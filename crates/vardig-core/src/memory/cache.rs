//! Read-through page cache over another accessor.
//!
//! Pages are fetched whole from the inner accessor and kept until the target
//! resumes. Writes go straight through and drop the pages they touch.

use std::collections::HashMap;
use std::sync::{Arc, PoisonError, RwLock};

use once_cell::sync::Lazy;
use tracing::trace;

use super::{MemoryReadWriter, SharedMemory};
use crate::error::Result;
use crate::types::Address;

static SYSTEM_PAGE_SIZE: Lazy<usize> = Lazy::new(|| unsafe {
    let size = libc::sysconf(libc::_SC_PAGESIZE);
    if size <= 0 { 4096 } else { size as usize }
});

fn page_align_down(value: u64, page_size: usize) -> u64
{
    let mask = !(page_size as u64 - 1);
    value & mask
}

/// Page cache in front of a [`MemoryReadWriter`].
pub struct CachedMemory
{
    inner: SharedMemory,
    page_size: usize,
    pages: RwLock<HashMap<u64, Arc<Vec<u8>>>>,
}

impl CachedMemory
{
    /// Cache `inner` using the system page size.
    pub fn new(inner: SharedMemory) -> Self
    {
        Self::with_page_size(inner, *SYSTEM_PAGE_SIZE)
    }

    /// Cache `inner` with a custom page size (rounded up to a power of two, at least 1 KiB).
    pub fn with_page_size(inner: SharedMemory, page_size: usize) -> Self
    {
        Self {
            inner,
            page_size: page_size.max(1024).next_power_of_two(),
            pages: RwLock::new(HashMap::new()),
        }
    }

    /// Page size in use.
    pub fn page_size(&self) -> usize
    {
        self.page_size
    }

    /// Number of pages currently cached.
    pub fn cached_pages(&self) -> usize
    {
        self.pages.read().unwrap_or_else(PoisonError::into_inner).len()
    }

    /// Drops every cached page. Call when the target resumes.
    pub fn clear(&self)
    {
        self.pages.write().unwrap_or_else(PoisonError::into_inner).clear();
    }

    /// Drops cached pages overlapping `[addr, addr + len)`.
    pub fn invalidate_range(&self, addr: Address, len: usize)
    {
        if len == 0 {
            return;
        }
        let start = addr.value();
        let end = start.saturating_add(len as u64);
        let mut pages = self.pages.write().unwrap_or_else(PoisonError::into_inner);
        let page_size = self.page_size as u64;
        let mut base = page_align_down(start, self.page_size);
        while base < end {
            pages.remove(&base);
            match base.checked_add(page_size) {
                Some(next) => base = next,
                None => break,
            }
        }
    }

    fn fetch_page(&self, base: u64) -> Option<Arc<Vec<u8>>>
    {
        if let Some(existing) = self.pages.read().unwrap_or_else(PoisonError::into_inner).get(&base) {
            return Some(existing.clone());
        }

        let mut pages = self.pages.write().unwrap_or_else(PoisonError::into_inner);
        if let Some(existing) = pages.get(&base) {
            return Some(existing.clone());
        }

        let mut data = vec![0u8; self.page_size];
        match self.inner.read_memory(&mut data, Address::new(base)) {
            Ok(n) if n == self.page_size => {
                let arc = Arc::new(data);
                pages.insert(base, arc.clone());
                Some(arc)
            }
            // Partially mapped page: let the caller read the range directly.
            _ => {
                trace!(page = format_args!("{base:#x}"), "page not cacheable");
                None
            }
        }
    }
}

impl MemoryReadWriter for CachedMemory
{
    fn read_memory(&self, buf: &mut [u8], addr: Address) -> Result<usize>
    {
        let len = buf.len();
        let mut copied = 0usize;
        while copied < len {
            let absolute = addr.value().saturating_add(copied as u64);
            let page_base = page_align_down(absolute, self.page_size);
            let page_offset = (absolute - page_base) as usize;
            let chunk = (len - copied).min(self.page_size - page_offset);

            match self.fetch_page(page_base) {
                Some(page) => {
                    buf[copied..copied + chunk].copy_from_slice(&page[page_offset..page_offset + chunk]);
                    copied += chunk;
                }
                None => {
                    let n = self
                        .inner
                        .read_memory(&mut buf[copied..copied + chunk], Address::new(absolute))?;
                    copied += n;
                    if n < chunk {
                        break;
                    }
                }
            }
        }
        Ok(copied)
    }

    fn write_memory(&self, addr: Address, data: &[u8]) -> Result<usize>
    {
        self.invalidate_range(addr, data.len());
        self.inner.write_memory(addr, data)
    }

    fn real_memory(&self) -> Option<SharedMemory>
    {
        self.inner.real_memory()
    }
}
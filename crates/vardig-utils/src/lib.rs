//! # Vardig Utilities
//!
//! Logging setup for hosts of the Vardig value layer.
//!
//! `vardig-core` emits `tracing` events only; this crate installs the
//! subscriber that renders them.

pub mod logging;

// Re-export commonly used logging functions for convenience
pub use logging::{
    init_logging, init_logging_to_file, init_logging_with_level, LogFormat, LogLevel, LoggingError, LoggingGuard,
};
pub use tracing::{debug, error, info, trace, warn};
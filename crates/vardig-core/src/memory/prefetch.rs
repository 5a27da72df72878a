//! One-shot prefetch windows.
//!
//! Loading a struct or array issues one read per field or element. When the
//! whole object is small, it is cheaper to read it once and serve the
//! per-field reads from the snapshot. The snapshot is taken on first use; if
//! that read fails every request goes to the inner accessor, so a partially
//! unmapped object still loads field by field.

use std::sync::{Arc, Mutex, PoisonError};

use tracing::debug;

use super::{MemoryReadWriter, SharedMemory};
use crate::error::Result;
use crate::types::Address;

/// Largest range [`cache_memory`] will snapshot.
pub const MAX_CACHE_SIZE: usize = 1 << 20;

enum Snapshot
{
    Pending,
    Loaded(Vec<u8>),
    Failed,
}

/// Snapshot of `[base, base + size)` over an inner accessor.
pub struct PrefetchedMemory
{
    base: Address,
    size: usize,
    inner: SharedMemory,
    snapshot: Mutex<Snapshot>,
}

impl PrefetchedMemory
{
    fn contains(&self, addr: Address, len: usize) -> bool
    {
        let start = self.base.value();
        let end = start.saturating_add(self.size as u64);
        addr.value() >= start && addr.value().saturating_add(len as u64) <= end
    }
}

/// Wrap `mem` in a prefetch window over `[addr, addr + size)`.
///
/// Returns `mem` unchanged for empty or oversize ranges, for accessors that
/// refuse caching (composite memory), and for ranges `mem` already holds.
pub fn cache_memory(mem: &SharedMemory, addr: Address, size: i64) -> SharedMemory
{
    if size <= 0 || size as usize > MAX_CACHE_SIZE {
        return mem.clone();
    }
    let size = size as usize;
    if !mem.cacheable() || mem.holds_range(addr, size) {
        return mem.clone();
    }
    Arc::new(PrefetchedMemory {
        base: addr,
        size,
        inner: mem.clone(),
        snapshot: Mutex::new(Snapshot::Pending),
    })
}

impl MemoryReadWriter for PrefetchedMemory
{
    fn read_memory(&self, buf: &mut [u8], addr: Address) -> Result<usize>
    {
        if !self.contains(addr, buf.len()) {
            return self.inner.read_memory(buf, addr);
        }
        let mut snapshot = self.snapshot.lock().unwrap_or_else(PoisonError::into_inner);
        if let Snapshot::Pending = *snapshot {
            let mut data = vec![0u8; self.size];
            *snapshot = match self.inner.read_memory(&mut data, self.base) {
                Ok(n) if n == self.size => Snapshot::Loaded(data),
                _ => {
                    debug!(base = %self.base, size = self.size, "prefetch failed, reading directly");
                    Snapshot::Failed
                }
            };
        }
        match &*snapshot {
            Snapshot::Loaded(data) => {
                let offset = (addr.value() - self.base.value()) as usize;
                buf.copy_from_slice(&data[offset..offset + buf.len()]);
                Ok(buf.len())
            }
            _ => {
                drop(snapshot);
                self.inner.read_memory(buf, addr)
            }
        }
    }

    fn write_memory(&self, addr: Address, data: &[u8]) -> Result<usize>
    {
        let written = self.inner.write_memory(addr, data)?;
        if self.contains(addr, written) {
            let mut snapshot = self.snapshot.lock().unwrap_or_else(PoisonError::into_inner);
            if let Snapshot::Loaded(bytes) = &mut *snapshot {
                let offset = (addr.value() - self.base.value()) as usize;
                bytes[offset..offset + written].copy_from_slice(&data[..written]);
            }
        }
        Ok(written)
    }

    fn real_memory(&self) -> Option<SharedMemory>
    {
        self.inner.real_memory()
    }

    fn holds_range(&self, addr: Address, size: usize) -> bool
    {
        self.contains(addr, size)
    }
}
....
§ Work task: Extract the lines of the preceding material that run from the line with "use once_cell::sync::Lazy;" through the line with "system page size.", inclusive, reproducing them exactly and adding nothing.

§ Reply:
use once_cell::sync::Lazy;
use tracing::trace;

use super::{MemoryReadWriter, SharedMemory};
use crate::error::Result;
use crate::types::Address;

static SYSTEM_PAGE_SIZE: Lazy<usize> = Lazy::new(|| unsafe {
    let size = libc::sysconf(libc::_SC_PAGESIZE);
    if size <= 0 { 4096 } else { size as usize }
});

fn page_align_down(value: u64, page_size: usize) -> u64
{
    let mask = !(page_size as u64 - 1);
    value & mask
}

/// Page cache in front of a [`MemoryReadWriter`].
pub struct CachedMemory
{
    inner: SharedMemory,
    page_size: usize,
    pages: RwLock<HashMap<u64, Arc<Vec<u8>>>>,
}

impl CachedMemory
{
    /// Cache `inner` using the system page size.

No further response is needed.